VINCENT DEVITA: Yeah. I mean, the mandate of the cancer act was to support research and the application of the results of research, to reduce the incidents, morbidity and mortality from cancer. It didn’t say in 10 years, or in 20 years. And the support for research, 2/3 of that $100 billion went to support research. The application side is what’s suffered. It’s very difficult to have the flexibility that you need to apply the results of research these days. But the incidents of cancer has come down since 1991 for some cancers. And the mortality rate has come down, overall, 25%, and for some major cancers, even more. And the morbidity is much less.
I mean, if you look at cancers like breast cancer, how it’s treated now, compared to how it was treated in the 1970s, it’s a completely different animal. So I think it’s fulfilled its mandate. It took a long time. And the payoff in the biology is enormous. We know things now we never would have dreamed about.
IRA FLATOW: Let’s go back to those early days a little bit. I know you were highly involved in it, as you can see in the book. You write, “There was a time when chemotherapy was a dirty word. There were shouting matches, and insults would break out at cancer meetings over these new treatments.”
VINCENT DEVITA: Yeah, it was not an easy time. I had it just a touch easier than the people who came before me, but I do remember meetings where people would get up in the audience and shout insults that I would’ve thought were unimaginable at a University. But they did it. There were very strong feelings about it. Just somehow, if you mentioned that you could cure cancer with drugs, it was considered slightly the other side of sanity.

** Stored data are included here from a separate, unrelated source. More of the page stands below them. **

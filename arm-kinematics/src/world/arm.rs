//! Forward kinematics of the 6-axis arm

use crate::config::ArmConfig;
use crate::core::{Joint, JointAngles, Orientation, Point3};

/// Fixed gripper pitch; the gripper always points straight down.
pub const GRIPPER_PITCH: f64 = 180.0;

/// Link geometry plus the current joint angles
#[derive(Debug, Clone, PartialEq)]
pub struct RobotArm {
    links: [f64; 4],
    angles: JointAngles,
}

impl RobotArm {
    /// Arm in the default pose
    pub fn new(config: &ArmConfig) -> Self {
        Self {
            links: config.links(),
            angles: JointAngles::default(),
        }
    }

    /// Link lengths `[l1, l2, l3, l4]`
    pub fn links(&self) -> [f64; 4] {
        self.links
    }

    /// Current joint angles
    pub fn angles(&self) -> &JointAngles {
        &self.angles
    }

    /// Mutable access for the motion profile
    pub fn angles_mut(&mut self) -> &mut JointAngles {
        &mut self.angles
    }

    /// Replace all joint angles
    pub fn set_angles(&mut self, angles: JointAngles) {
        self.angles = angles;
    }

    /// Joint positions: base, shoulder, elbow, wrist, gripper
    ///
    /// Pitch joints are measured from the vertical and accumulate along the
    /// chain, so each link's offset is `(l·sin c, l·cos c)` in the vertical
    /// plane rotated by the base yaw.
    pub fn positions(&self) -> [Point3; 5] {
        let [l1, l2, l3, l4] = self.links;
        let yaw = self.angles[Joint::Base].to_radians();
        let (sin_yaw, cos_yaw) = yaw.sin_cos();

        let c2 = self.angles[Joint::Shoulder];
        let c3 = c2 + self.angles[Joint::Elbow];
        let c4 = c3 + self.angles[Joint::WristPitch];

        let base = Point3::ORIGIN;
        let shoulder = Point3::new(0.0, 0.0, l1);

        let mut out = [base, shoulder, shoulder, shoulder, shoulder];
        let mut radial = 0.0;
        let mut height = l1;
        for (i, (len, cum)) in [(l2, c2), (l3, c3), (l4, c4)].into_iter().enumerate() {
            let (s, c) = cum.to_radians().sin_cos();
            radial += len * s;
            height += len * c;
            out[i + 2] = Point3::new(radial * cos_yaw, radial * sin_yaw, height);
        }
        out
    }

    /// Gripper tip position
    pub fn gripper_position(&self) -> Point3 {
        self.positions()[4]
    }

    /// Gripper orientation: yaw follows the base, roll the wrist
    pub fn gripper_orientation(&self) -> Orientation {
        Orientation {
            yaw: self.angles[Joint::Base],
            pitch: GRIPPER_PITCH,
            roll: self.angles[Joint::WristRoll],
        }
    }
}

#[cfg(test)]
mod tests {
    use super::*;
    use approx::assert_relative_eq;

    fn arm_at(values: [f64; 6]) -> RobotArm {
        let mut arm = RobotArm::new(&ArmConfig::default());
        arm.set_angles(JointAngles::new(values));
        arm
    }

    #[test]
    fn test_zero_angles_point_straight_up() {
        let arm = arm_at([0.0; 6]);
        let p = arm.gripper_position();
        assert_eq!(p, Point3::new(0.0, 0.0, 5.0));

        let positions = arm.positions();
        assert_eq!(positions[0], Point3::ORIGIN);
        assert_eq!(positions[1].z, 2.0);
        assert_eq!(positions[2].z, 3.5);
        assert_eq!(positions[3].z, 4.5);
    }

    #[test]
    fn test_horizontal_arm_along_x() {
        let arm = arm_at([0.0, 90.0, 0.0, 0.0, 0.0, 0.0]);
        let p = arm.gripper_position();
        assert_relative_eq!(p.x, 3.0, epsilon = 1e-12);
        assert_relative_eq!(p.y, 0.0, epsilon = 1e-12);
        assert_relative_eq!(p.z, 2.0, epsilon = 1e-12);
    }

    #[test]
    fn test_base_yaw_rotates_reach() {
        let arm = arm_at([90.0, 90.0, 0.0, 0.0, 0.0, 0.0]);
        let p = arm.gripper_position();
        assert_relative_eq!(p.x, 0.0, epsilon = 1e-12);
        assert_relative_eq!(p.y, 3.0, epsilon = 1e-12);
    }

    #[test]
    fn test_folded_wrist_hangs_down() {
        // Upper arm horizontal, forearm and hand pointing down
        let arm = arm_at([0.0, 90.0, 90.0, 0.0, 0.0, 0.0]);
        let p = arm.gripper_position();
        assert_relative_eq!(p.x, 1.5, epsilon = 1e-12);
        assert_relative_eq!(p.z, 0.5, epsilon = 1e-12);
    }

    #[test]
    fn test_orientation_pitch_fixed() {
        let arm = arm_at([30.0, 10.0, 20.0, 40.0, -60.0, 0.0]);
        let o = arm.gripper_orientation();
        assert_eq!(o.yaw, 30.0);
        assert_eq!(o.pitch, 180.0);
        assert_eq!(o.roll, -60.0);
    }
}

IRA FLATOW: We’ve heard that, over the years, as journalists and people who cover medicine a lot, we’ve heard so many times there’s no such thing as cancer, because there are a hundred different types of cancer. But you say that now you can narrow down multiple hallmarks, as you call them, that are shared by all cancers, that require complex clinical trials of a new kind. Tell us about what you mean by narrowing down to those multiple hallmarks, and why that offers us new opportunities we didn’t have before.
VINCENT DEVITA: There was a landmark paper published 10 years ago, and then a repeat just recently, by Hanahan and Weinberg called “The Hallmarks of Cancer.” And what they point out, is there are certain characteristics, acquired characteristics, that a cancer cell has to have to become malignant, to grow, then to make its own blood supply, to evade the immune system, and to metastasize.
And all cancers need to require, more or less, the hallmark. Some depend more on one than another. So instead of focusing on 100 different cancers, you can attack the hallmarks. In fact, the cancer therapies that work have been, though they weren’t designed that way, have been inadvertently attacking the hallmarks. Most of them attacked the hallmark of uncontrolled growth, for example.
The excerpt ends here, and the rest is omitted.